■ **ACTIVITY**
Up to and including the line containing "the value of", please reproduce the lines of the listing below, starting from the top.

*** PROVIDED DATA Section Begins ***

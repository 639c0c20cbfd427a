//! Core document types, validation, tax arithmetic and numbering.
//!
//! Everything here is pure and synchronous; I/O lives in the
//! signing, transmission, storage and repository modules.

mod builder;
pub mod catalogs;
mod error;
mod numbering;
mod tax;
mod types;
mod validation;

pub use builder::*;
pub use error::*;
pub use numbering::*;
pub use tax::*;
pub use types::*;
pub use validation::*;
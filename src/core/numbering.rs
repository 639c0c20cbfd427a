use super::error::{CpeError, ValidationError};
use super::types::DocumentType;

/// Highest correlative a series can carry (8 digits).
pub const MAX_CORRELATIVE: u32 = 99_999_999;

/// Width the correlative is zero-padded to in ids and filenames.
pub const CORRELATIVE_WIDTH: usize = 8;

/// A series plus allocated correlative, e.g. `F001` / `42`.
///
/// ```
/// use sunat_cpe::core::{DocumentNumber, DocumentType};
///
/// let n = DocumentNumber::new("F001", 42);
/// assert_eq!(n.document_id(), "F001-00000042");
/// assert_eq!(
///     n.filename("20123456789", DocumentType::Invoice),
///     "20123456789-01-F001-00000042"
/// );
/// ```
#[derive(Debug, Clone, PartialEq, Eq)]
pub struct DocumentNumber {
    series: String,
    number: u32,
}

impl DocumentNumber {
    pub fn new(series: impl Into<String>, number: u32) -> Self {
        Self {
            series: series.into(),
            number,
        }
    }

    pub fn series(&self) -> &str {
        &self.series
    }

    pub fn number(&self) -> u32 {
        self.number
    }

    /// `{series}-{number:08}`, the value of `cbc:ID`.
    pub fn document_id(&self) -> String {
        format!(
            "{}-{:0>width$}",
            self.series,
            self.number,
            width = CORRELATIVE_WIDTH
        )
    }

    /// `{ruc}-{type}-{series}-{number:08}`, the base name of every artifact.
    pub fn filename(&self, ruc: &str, document_type: DocumentType) -> String {
        format!("{}-{}-{}", ruc, document_type.code(), self.document_id())
    }

    /// Parse a `F001-00000042` style id.
    pub fn parse(document_id: &str) -> Result<Self, CpeError> {
        let (series, number) = document_id.split_once('-').ok_or_else(|| {
            CpeError::Validation(format!("document id '{document_id}' has no '-' separator"))
        })?;
        if number.is_empty() || number.len() > CORRELATIVE_WIDTH {
            return Err(CpeError::Validation(format!(
                "document id '{document_id}' has an invalid correlative"
            )));
        }
        let number: u32 = number.parse().map_err(|_| {
            CpeError::Validation(format!(
                "document id '{document_id}' has a non-numeric correlative"
            ))
        })?;
        Ok(Self::new(series, number))
    }
}

impl std::fmt::Display for DocumentNumber {
    fn fmt(&self, f: &mut std::fmt::Formatter<'_>) -> std::fmt::Result {
        f.write_str(&self.document_id())
    }
}

/// Validate a series for a document type.
///
/// Series are four alphanumeric characters. Invoices (and notes against
/// them) start with `F`, receipts (and notes against them) with `B`.
pub fn validate_series(series: &str, document_type: DocumentType) -> Vec<ValidationError> {
    let mut errors = Vec::new();

    if series.len() != 4 || !series.chars().all(|c| c.is_ascii_alphanumeric()) {
        errors.push(ValidationError::with_rule(
            "series",
            format!("series '{series}' must be exactly 4 alphanumeric characters"),
            "1001",
        ));
        return errors;
    }

    let first = series.as_bytes()[0].to_ascii_uppercase();
    let ok = match document_type {
        DocumentType::Invoice => first == b'F',
        DocumentType::Receipt => first == b'B',
        DocumentType::CreditNote | DocumentType::DebitNote => first == b'F' || first == b'B',
    };
    if !ok {
        errors.push(ValidationError::with_rule(
            "series",
            format!(
                "series '{series}' is not valid for document type {}",
                document_type.code()
            ),
            "1001",
        ));
    }

    errors
}

#[cfg(test)]
mod tests {
    use super::*;

    #[test]
    fn filename_pads_to_eight_digits() {
        let n = DocumentNumber::new("F001", 42);
        assert_eq!(
            n.filename("20123456789", DocumentType::Invoice),
            "20123456789-01-F001-00000042"
        );
        let n = DocumentNumber::new("B001", MAX_CORRELATIVE);
        assert_eq!(n.document_id(), "B001-99999999");
    }

    #[test]
    fn parse_document_id() {
        let n = DocumentNumber::parse("FC01-00000007").unwrap();
        assert_eq!(n.series(), "FC01");
        assert_eq!(n.number(), 7);
        assert!(DocumentNumber::parse("F00100000007").is_err());
        assert!(DocumentNumber::parse("F001-ABC").is_err());
        assert!(DocumentNumber::parse("F001-123456789").is_err());
    }

    #[test]
    fn series_rules() {
        assert!(validate_series("F001", DocumentType::Invoice).is_empty());
        assert!(validate_series("B001", DocumentType::Receipt).is_empty());
        assert!(validate_series("FC01", DocumentType::CreditNote).is_empty());
        assert!(validate_series("BD01", DocumentType::DebitNote).is_empty());
        assert_eq!(validate_series("B001", DocumentType::Invoice).len(), 1);
        assert_eq!(validate_series("F01", DocumentType::Invoice).len(), 1);
        assert_eq!(validate_series("F-01", DocumentType::Invoice).len(), 1);
    }

    #[test]
    fn default_series_are_valid() {
        for t in [
            DocumentType::Invoice,
            DocumentType::Receipt,
            DocumentType::CreditNote,
            DocumentType::DebitNote,
        ] {
            assert!(validate_series(t.default_series(), t).is_empty());
        }
    }
}
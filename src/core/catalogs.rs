//! SUNAT code catalogs.
//!
//! Lookups for the catalogs the emission pipeline validates against.
//! Only the subset a point-of-sale issuer realistically emits is listed;
//! each list is sorted for binary search.

/// Check whether `code` is a known catalog 03 unit of measure
/// (UN/ECE Rec 20 subset accepted by SUNAT).
pub fn is_known_unit_code(code: &str) -> bool {
    UNIT_CODES.binary_search(&code).is_ok()
}

/// Check whether `code` is a known catalog 06 identity document type.
pub fn is_known_identity_type(code: &str) -> bool {
    IDENTITY_DOCUMENT_TYPES.binary_search(&code).is_ok()
}

/// Check whether `code` is a known catalog 09 credit note reason.
pub fn is_known_credit_note_reason(code: &str) -> bool {
    CREDIT_NOTE_REASONS.binary_search(&code).is_ok()
}

/// Check whether `code` is a known catalog 10 debit note reason.
pub fn is_known_debit_note_reason(code: &str) -> bool {
    DEBIT_NOTE_REASONS.binary_search(&code).is_ok()
}

/// Check whether `code` is a currency SUNAT accepts for domestic documents.
pub fn is_known_currency(code: &str) -> bool {
    CURRENCIES.binary_search(&code).is_ok()
}

/// Catalog 06 code for RUC (taxpayer registry number).
pub const IDENTITY_RUC: &str = "6";
/// Catalog 06 code for DNI (national identity card).
pub const IDENTITY_DNI: &str = "1";
/// Catalog 06 code used for anonymous receipt customers.
pub const IDENTITY_NONE: &str = "0";

/// Expected identity document number length, where the type fixes one.
pub fn identity_number_length(code: &str) -> Option<usize> {
    match code {
        IDENTITY_RUC => Some(11),
        IDENTITY_DNI => Some(8),
        _ => None,
    }
}

/// Catalog 03: units of measure (sorted).
static UNIT_CODES: &[&str] = &[
    "4A",  // Bobbin
    "BG",  // Bag
    "BJ",  // Bucket
    "BO",  // Bottle
    "BX",  // Box
    "CEN", // Hundred
    "CMK", // Square centimetre
    "CMT", // Centimetre
    "DZN", // Dozen
    "GLL", // Gallon
    "GRM", // Gram
    "KGM", // Kilogram
    "KT",  // Kit
    "LTR", // Litre
    "MIL", // Thousand
    "MTK", // Square metre
    "MTQ", // Cubic metre
    "MTR", // Metre
    "NIU", // Unit (goods)
    "PK",  // Pack
    "PR",  // Pair
    "SET", // Set
    "TNE", // Tonne
    "UM",  // Million units
    "ZZ",  // Unit (services)
];

/// Catalog 06: identity document types (sorted).
static IDENTITY_DOCUMENT_TYPES: &[&str] = &[
    "0", // Non-domiciled, no RUC
    "1", // DNI
    "4", // Foreigner's card
    "6", // RUC
    "7", // Passport
    "A", // Diplomatic ID
    "B", // Foreign identity document
    "C", // TIN
    "D", // IN
    "E", // Andean immigration card
];

/// Catalog 09: credit note reasons (sorted).
static CREDIT_NOTE_REASONS: &[&str] = &[
    "01", // Cancellation of the operation
    "02", // Cancellation due to RUC error
    "03", // Correction of description
    "04", // Global discount
    "05", // Item discount
    "06", // Total refund
    "07", // Item refund
    "08", // Bonus
    "09", // Decrease in value
    "10", // Other concepts
    "11", // Export adjustments
    "12", // IVAP adjustments
    "13", // Correction of amount/payment date
];

/// Catalog 10: debit note reasons (sorted).
static DEBIT_NOTE_REASONS: &[&str] = &[
    "01", // Late payment interest
    "02", // Increase in value
    "03", // Penalties / other concepts
    "11", // Export adjustments
    "12", // IVAP adjustments
];

static CURRENCIES: &[&str] = &["EUR", "PEN", "USD"];

#[cfg(test)]
mod tests {
    use super::*;

    #[test]
    fn known_units() {
        assert!(is_known_unit_code("NIU"));
        assert!(is_known_unit_code("ZZ"));
        assert!(is_known_unit_code("KGM"));
        assert!(!is_known_unit_code("C62X"));
        assert!(!is_known_unit_code(""));
    }

    #[test]
    fn identity_types_and_lengths() {
        assert!(is_known_identity_type("6"));
        assert!(is_known_identity_type("1"));
        assert!(!is_known_identity_type("9"));
        assert_eq!(identity_number_length("6"), Some(11));
        assert_eq!(identity_number_length("1"), Some(8));
        assert_eq!(identity_number_length("7"), None);
    }

    #[test]
    fn note_reasons() {
        assert!(is_known_credit_note_reason("01"));
        assert!(is_known_credit_note_reason("13"));
        assert!(!is_known_credit_note_reason("14"));
        assert!(is_known_debit_note_reason("02"));
        assert!(!is_known_debit_note_reason("04"));
    }

    #[test]
    fn lists_are_sorted() {
        for list in [
            UNIT_CODES,
            IDENTITY_DOCUMENT_TYPES,
            CREDIT_NOTE_REASONS,
            DEBIT_NOTE_REASONS,
            CURRENCIES,
        ] {
            for window in list.windows(2) {
                assert!(
                    window[0] < window[1],
                    "catalog not sorted: {} >= {}",
                    window[0],
                    window[1]
                );
            }
        }
    }
}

*** PROVIDED DATA Section Ends ***

■ **SOLUTION TO THIS PROBLEM**
repository 639c0c20cbfd427a
//! Core document types, validation, tax arithmetic and numbering.
//!
//! Everything here is pure and synchronous; I/O lives in the
//! signing, transmission, storage and repository modules.

mod builder;
pub mod catalogs;
mod error;
mod numbering;
mod tax;
mod types;
mod validation;

pub use builder::*;
pub use error::*;
pub use numbering::*;
pub use tax::*;
pub use types::*;
pub use validation::*;
filename src/core/numbering.rs
repository 639c0c20cbfd427a
use super::error::{CpeError, ValidationError};
use super::types::DocumentType;

/// Highest correlative a series can carry (8 digits).
pub const MAX_CORRELATIVE: u32 = 99_999_999;

/// Width the correlative is zero-padded to in ids and filenames.
pub const CORRELATIVE_WIDTH: usize = 8;

/// A series plus allocated correlative, e.g. `F001` / `42`.
///
/// ```
/// use sunat_cpe::core::{DocumentNumber, DocumentType};
///
/// let n = DocumentNumber::new("F001", 42);
/// assert_eq!(n.document_id(), "F001-00000042");
/// assert_eq!(
///     n.filename("20123456789", DocumentType::Invoice),
///     "20123456789-01-F001-00000042"
/// );
/// ```
#[derive(Debug, Clone, PartialEq, Eq)]
pub struct DocumentNumber {
    series: String,
    number: u32,
}

impl DocumentNumber {
    pub fn new(series: impl Into<String>, number: u32) -> Self {
        Self {
            series: series.into(),
            number,
        }
    }

    pub fn series(&self) -> &str {
        &self.series
    }

    pub fn number(&self) -> u32 {
        self.number
    }

    /// `{series}-{number:08}`, the value of `cbc:ID`.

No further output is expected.